» Work instruction:
Could you write out the whole listing exactly as it appears?

###

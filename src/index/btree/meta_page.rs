//! Meta page (page 0).

use super::slotted::{read_page_id, read_u32, write_page_id, write_u32};
use crate::common::{Error, PageId, Result};
use crate::index::key::KeyType;
use crate::storage::page::{Page, PageHeader, PageType};

/// Tree-wide bookkeeping stored in page 0.
///
/// # Layout
/// ```text
/// Offset  Size  Field
/// ------  ----  -----
/// 0       5     PageHeader (type = Meta)
/// 5       4     root_page
/// 9       4     internal_node_count
/// 13      4     leaf_node_count
/// 17      4     tree_height
/// 21      1     key_type
/// ```
///
/// A height of 0 means the root is a leaf.
#[derive(Debug, Clone, Copy, PartialEq, Eq)]
pub struct MetaPage {
    pub root_page: PageId,
    pub internal_node_count: u32,
    pub leaf_node_count: u32,
    pub tree_height: u32,
    pub key_type: KeyType,
}

impl MetaPage {
    const OFFSET_ROOT: usize = PageHeader::SIZE;
    const OFFSET_INTERNAL_COUNT: usize = PageHeader::SIZE + 4;
    const OFFSET_LEAF_COUNT: usize = PageHeader::SIZE + 8;
    const OFFSET_HEIGHT: usize = PageHeader::SIZE + 12;
    const OFFSET_KEY_TYPE: usize = PageHeader::SIZE + 16;

    /// Meta for a fresh tree: a single empty leaf at page 1.
    pub fn new(key_type: KeyType) -> Self {
        Self {
            root_page: PageId::FIRST_LEAF,
            internal_node_count: 0,
            leaf_node_count: 1,
            tree_height: 0,
            key_type,
        }
    }

    /// Decode the meta page.
    ///
    /// # Errors
    /// Returns `Error::Corrupted` if the page is not a meta page or carries
    /// an unknown key type.
    pub fn from_page(page: &Page) -> Result<Self> {
        if page.page_type() != PageType::Meta {
            return Err(Error::Corrupted {
                page: PageId::META.0,
                reason: format!("expected meta page, found {:?}", page.page_type()),
            });
        }

        let data = page.as_slice();
        let key_type = KeyType::from_u8(data[Self::OFFSET_KEY_TYPE]).ok_or_else(|| {
            Error::Corrupted {
                page: PageId::META.0,
                reason: format!("unknown key type {}", data[Self::OFFSET_KEY_TYPE]),
            }
        })?;

        Ok(Self {
            root_page: read_page_id(data, Self::OFFSET_ROOT),
            internal_node_count: read_u32(data, Self::OFFSET_INTERNAL_COUNT),
            leaf_node_count: read_u32(data, Self::OFFSET_LEAF_COUNT),
            tree_height: read_u32(data, Self::OFFSET_HEIGHT),
            key_type,
        })
    }

    /// Encode into `page`, replacing its contents.
    pub fn write_to(&self, page: &mut Page) {
        page.reset();
        page.set_header(&PageHeader::new(PageType::Meta));

        let data = page.as_mut_slice();
        write_page_id(data, Self::OFFSET_ROOT, self.root_page);
        write_u32(data, Self::OFFSET_INTERNAL_COUNT, self.internal_node_count);
        write_u32(data, Self::OFFSET_LEAF_COUNT, self.leaf_node_count);
        write_u32(data, Self::OFFSET_HEIGHT, self.tree_height);
        data[Self::OFFSET_KEY_TYPE] = self.key_type as u8;
    }
}
//! pstgrep - grep for the live process tree.
//!
//! This is the binary entry point: it parses arguments, initializes logging,
//! and drives the scan → assemble → annotate → render pipeline once.

use anyhow::Context;
use clap::Parser;
use pstgrep::cli::{Args, LogLevel};
use pstgrep::config::Config;
use pstgrep::matcher::{MatchAnnotation, Matcher};
use pstgrep::process::Scanner;
use pstgrep::{render, tree};
use std::io::{self, Write};
use tracing::{debug, Level};

/// Initializes tracing logging with the configured log level. Log output
/// goes to stderr so the rendered tree on stdout stays clean.
fn setup_logging(args: &Args) {
    let log_level = match args.log_level {
        LogLevel::Off => Level::ERROR,
        LogLevel::Error => Level::ERROR,
        LogLevel::Warn => Level::WARN,
        LogLevel::Info => Level::INFO,
        LogLevel::Debug => Level::DEBUG,
        LogLevel::Trace => Level::TRACE,
    };

    // --enable-trace needs the per-node decision events regardless of the
    // chosen level.
    let log_level = if args.enable_trace {
        Level::TRACE
    } else {
        log_level
    };

    let subscriber = tracing_subscriber::fmt()
        .with_max_level(log_level)
        .with_target(true)
        .with_writer(io::stderr)
        .finish();

    tracing::subscriber::set_global_default(subscriber).expect("Failed to set tracing subscriber");
}

/// Runs the whole pipeline: one snapshot in, matched branches out.
fn run(cfg: &Config) -> anyhow::Result<()> {
    let records = Scanner::from_config(cfg)
        .scan()
        .context("collecting process snapshot")?;

    let forest = tree::assemble(records);

    let matcher = Matcher::from_config(cfg);
    let annotation = MatchAnnotation::build(&forest, &matcher);

    let stdout = io::stdout();
    let mut out = stdout.lock();
    render::render_forest(&mut out, &forest, &annotation, cfg).context("writing output")?;
    out.flush().context("writing output")?;

    debug!(
        cache_hits = annotation.cache_hits(),
        nodes = annotation.len(),
        "match cache statistics"
    );

    Ok(())
}

fn main() {
    let args = Args::parse();
    setup_logging(&args);

    let cfg = Config::from_args(&args);

    if let Err(err) = run(&cfg) {
        eprintln!("pstgrep: {err:#}");
        std::process::exit(1);
    }
}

###

» Exercise response:
filename src/index/btree/meta_page.rs
//! Meta page (page 0).

use super::slotted::{read_page_id, read_u32, write_page_id, write_u32};
use crate::common::{Error, PageId, Result};
use crate::index::key::KeyType;
use crate::storage::page::{Page, PageHeader, PageType};

/// Tree-wide bookkeeping stored in page 0.
///
/// # Layout
/// ```text
/// Offset  Size  Field
/// ------  ----  -----
/// 0       5     PageHeader (type = Meta)
/// 5       4     root_page
/// 9       4     internal_node_count
/// 13      4     leaf_node_count
/// 17      4     tree_height
/// 21      1     key_type
/// ```
///
/// A height of 0 means the root is a leaf.
#[derive(Debug, Clone, Copy, PartialEq, Eq)]
pub struct MetaPage {
    pub root_page: PageId,
    pub internal_node_count: u32,
    pub leaf_node_count: u32,
    pub tree_height: u32,
    pub key_type: KeyType,
}

impl MetaPage {
    const OFFSET_ROOT: usize = PageHeader::SIZE;
    const OFFSET_INTERNAL_COUNT: usize = PageHeader::SIZE + 4;
    const OFFSET_LEAF_COUNT: usize = PageHeader::SIZE + 8;
    const OFFSET_HEIGHT: usize = PageHeader::SIZE + 12;
    const OFFSET_KEY_TYPE: usize = PageHeader::SIZE + 16;

    /// Meta for a fresh tree: a single empty leaf at page 1.
    pub fn new(key_type: KeyType) -> Self {
        Self {
            root_page: PageId::FIRST_LEAF,
            internal_node_count: 0,
            leaf_node_count: 1,
            tree_height: 0,
            key_type,
        }
    }

    /// Decode the meta page.
    ///
    /// # Errors
    /// Returns `Error::Corrupted` if the page is not a meta page or carries
    /// an unknown key type.
    pub fn from_page(page: &Page) -> Result<Self> {
        if page.page_type() != PageType::Meta {
            return Err(Error::Corrupted {
                page: PageId::META.0,
                reason: format!("expected meta page, found {:?}", page.page_type()),
            });
        }

        let data = page.as_slice();
        let key_type = KeyType::from_u8(data[Self::OFFSET_KEY_TYPE]).ok_or_else(|| {
            Error::Corrupted {
                page: PageId::META.0,
                reason: format!("unknown key type {}", data[Self::OFFSET_KEY_TYPE]),
            }
        })?;

        Ok(Self {
            root_page: read_page_id(data, Self::OFFSET_ROOT),
            internal_node_count: read_u32(data, Self::OFFSET_INTERNAL_COUNT),
            leaf_node_count: read_u32(data, Self::OFFSET_LEAF_COUNT),
            tree_height: read_u32(data, Self::OFFSET_HEIGHT),
            key_type,
        })
    }

    /// Encode into `page`, replacing its contents.
    pub fn write_to(&self, page: &mut Page) {
        page.reset();
        page.set_header(&PageHeader::new(PageType::Meta));

        let data = page.as_mut_slice();
        write_page_id(data, Self::OFFSET_ROOT, self.root_page);
        write_u32(data, Self::OFFSET_INTERNAL_COUNT, self.internal_node_count);
        write_u32(data, Self::OFFSET_LEAF_COUNT, self.leaf_node_count);
        write_u32(data, Self::OFFSET_HEIGHT, self.tree_height);
        data[Self::OFFSET_KEY_TYPE] = self.key_type as u8;
    }
}
//! pstgrep - grep for the live process tree.
//!
//! This is the binary entry point: it parses arguments, initializes logging,
//! and drives the scan → assemble → annotate → render pipeline once.

use anyhow::Context;
use clap::Parser;
use pstgrep::cli::{Args, LogLevel};
use pstgrep::config::Config;
use pstgrep::matcher::{MatchAnnotation, Matcher};
use pstgrep::process::Scanner;
use pstgrep::{render, tree};
use std::io::{self, Write};
use tracing::{debug, Level};

/// Initializes tracing logging with the configured log level. Log output
/// goes to stderr so the rendered tree on stdout stays clean.
fn setup_logging(args: &Args) {
    let log_level = match args.log_level {
        LogLevel::Off => Level::ERROR,
        LogLevel::Error => Level::ERROR,
        LogLevel::Warn => Level::WARN,
        LogLevel::Info => Level::INFO,
        LogLevel::Debug => Level::DEBUG,
        LogLevel::Trace => Level::TRACE,
    };

    // --enable-trace needs the per-node decision events regardless of the
    // chosen level.
    let log_level = if args.enable_trace {
        Level::TRACE
    } else {
        log_level
    };

    let subscriber = tracing_subscriber::fmt()
        .with_max_level(log_level)
        .with_target(true)
        .with_writer(io::stderr)
        .finish();

    tracing::subscriber::set_global_default(subscriber).expect("Failed to set tracing subscriber");
}

/// Runs the whole pipeline: one snapshot in, matched branches out.
fn run(cfg: &Config) -> anyhow::Result<()> {
    let records = Scanner::from_config(cfg)
        .scan()
        .context("collecting process snapshot")?;

    let forest = tree::assemble(records);

    let matcher = Matcher::from_config(cfg);
    let annotation = MatchAnnotation::build(&forest, &matcher);

    let stdout = io::stdout();
    let mut out = stdout.lock();
    render::render_forest(&mut out, &forest, &annotation, cfg).context("writing output")?;
    out.flush().context("writing output")?;

    debug!(
        cache_hits = annotation.cache_hits(),
        nodes = annotation.len(),
        "match cache statistics"
    );

    Ok(())
}

fn main() {
    let args = Args::parse();
    setup_logging(&args);

    let cfg = Config::from_args(&args);

    if let Err(err) = run(&cfg) {
        eprintln!("pstgrep: {err:#}");
        std::process::exit(1);
    }
}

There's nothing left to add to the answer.